Soccerstoriesbook's Blog


NOW, EVEN IN AMERICA, IT’S LEAGUE VERSUS COUNTRY

Major League Soccer Commissioner Dan Garber fired a broadside at U.S. National Team coach Juergen Klinsmann, accusing him of comments damaging to his league and the sport in this country.

Garber summoned the media to rip Klinsmann for comments made two days earlier in which he said Clint Dempsey and Michael Bradley hurt their international careers by returning from Europe to play for MLS clubs.  The commissioner also said Klinsmann’s decision to leave Landon Donovan, the face of MLS, off his 2014 World Cup squad was “inexcusable.”

Said Klinsmann on Monday, the day before the USA’s friendly with Honduras in Boca Raton:  “I made clear with Clint’s move back and Michael’s move back that it’s going to be very difficult to keep the same level that they experienced at the places where they were.  It’s just reality.  It’s just being honest.”

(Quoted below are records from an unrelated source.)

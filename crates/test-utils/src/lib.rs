//! Shared test utilities for the gee-client workspace.
//!
//! This crate provides common testing infrastructure including:
//! - Canned backend payloads (regions, geometry, analysis responses)
//! - A local mock backend built on axum
//! - Approximate float assertions
//!
//! # Usage
//!
//! Add to your crate's `Cargo.toml`:
//!
//! ```toml
//! [dev-dependencies]
//! test-utils = { path = "../test-utils" }
//! ```
//!
//! Then import in your tests:
//!
//! ```ignore
//! use test_utils::{fixtures, MockBackend};
//! ```

pub mod fixtures;
pub mod mock_backend;

pub use mock_backend::MockBackend;

/// Macro for approximate floating-point equality assertions.
///
/// # Usage
///
/// ```ignore
/// use test_utils::assert_approx_eq;
///
/// assert_approx_eq!(1.0001_f64, 1.0_f64, 0.001_f64); // passes
/// assert_approx_eq!(1.1_f32, 1.0_f32, 0.001_f32);    // fails
/// ```
#[macro_export]
macro_rules! assert_approx_eq {
    ($left:expr, $right:expr, $epsilon:expr) => {{
        let left: f64 = $left as f64;
        let right: f64 = $right as f64;
        let epsilon: f64 = $epsilon as f64;
        let diff = (left - right).abs();
        if diff > epsilon {
            panic!(
                "assertion failed: `(left ≈ right)`\n  left: `{:?}`,\n right: `{:?}`,\n  diff: `{:?}` > epsilon `{:?}`",
                left, right, diff, epsilon
            );
        }
    }};
}

/// Macro for approximate equality of (lon, lat) pairs.
///
/// # Usage
///
/// ```ignore
/// use test_utils::assert_coords_approx_eq;
///
/// assert_coords_approx_eq!((107.6, -6.9), (107.6001, -6.9001), 0.001);
/// ```
#[macro_export]
macro_rules! assert_coords_approx_eq {
    (($x1:expr, $y1:expr), ($x2:expr, $y2:expr), $epsilon:expr) => {{
        $crate::assert_approx_eq!($x1, $x2, $epsilon);
        $crate::assert_approx_eq!($y1, $y2, $epsilon);
    }};
}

Garber fired back the day after the 1-1 draw in Florida:  “Juergen’s comments are very, very detrimental to the league, to the sport of soccer in North America, detrimental to everything we’re trying to do.  Not only that, I think they’re wrong.

“To have a national team coach saying that signing with our league is not going to be good for their careers, and not good for their prospects with the national team, is incredibly damaging to our league.

“I will do anything and everything to defend our league, our players and our owners.  I don’t believe anyone is above the sport, and I believe everyone has to be accountable for their behavior.”  [October 15]

Comment:  They both need to shut up.

But, of course, they can’t. Klinsmann will continue to be asked point-blank about this player and that, and Garber has to protect his product.

Klinsmann was only telling the truth.  To grow, anyone in the U.S. player pool needs to play for a club at the highest level possible, and that’s in Europe, not MLS, provided it’s in the top division of a top soccer-playing nation. Garber’s reaction–writing angry letters to Klinsmann and U.S. Soccer President Sunil Gulati and publicly blasting the national team coach/national technical director in a hastily arranged press teleconference–made him look peevish and unprofessional.

However, Klinsmann has to face the fact that any U.S. player, no matter how talented, is taking a risk in signing with a European club. A player has to play, and if he’s shelved by injury or a drop in performance or a coach who thinks little of American players (there’s plenty of those), he’s regressing and probably should have remained in MLS, where he’d be considered a star.  (That description fits a player like Bradley, who left Roma for Toronto FC and a healthy pay increase after the Italian club brought in several new players, threatening the midfielder’s playing time.)  These guys have to think of their career as a whole, and they’re not on the level of Klinsmann, who in his day would have started, and starred, for any powerhouse club in Europe.

Garber needs to rein it in, skate past this ongoing issue and resume talking up MLS’s strengths, which are a tremendous fan experience unique to American sports and a level of talent that will entertain all but the Euro-snobs. If he continues to have a beef with Klinsmann, Garber sits on the U.S. Soccer board, the body that serves as Klinsmann’s boss, and he can air his disagreements behind closed doors with the people who matter when it comes to the fellow at the helm of the men’s national teams program. As for Klinsmann, he needs to become a better diplomat without losing his credibility with a press and public that is growing increasingly sophisticated and demanding.  Either that or hope that MLS both improves on the field and stops making itself an increasingly attractive choice for top American players faced with a difficult career decision.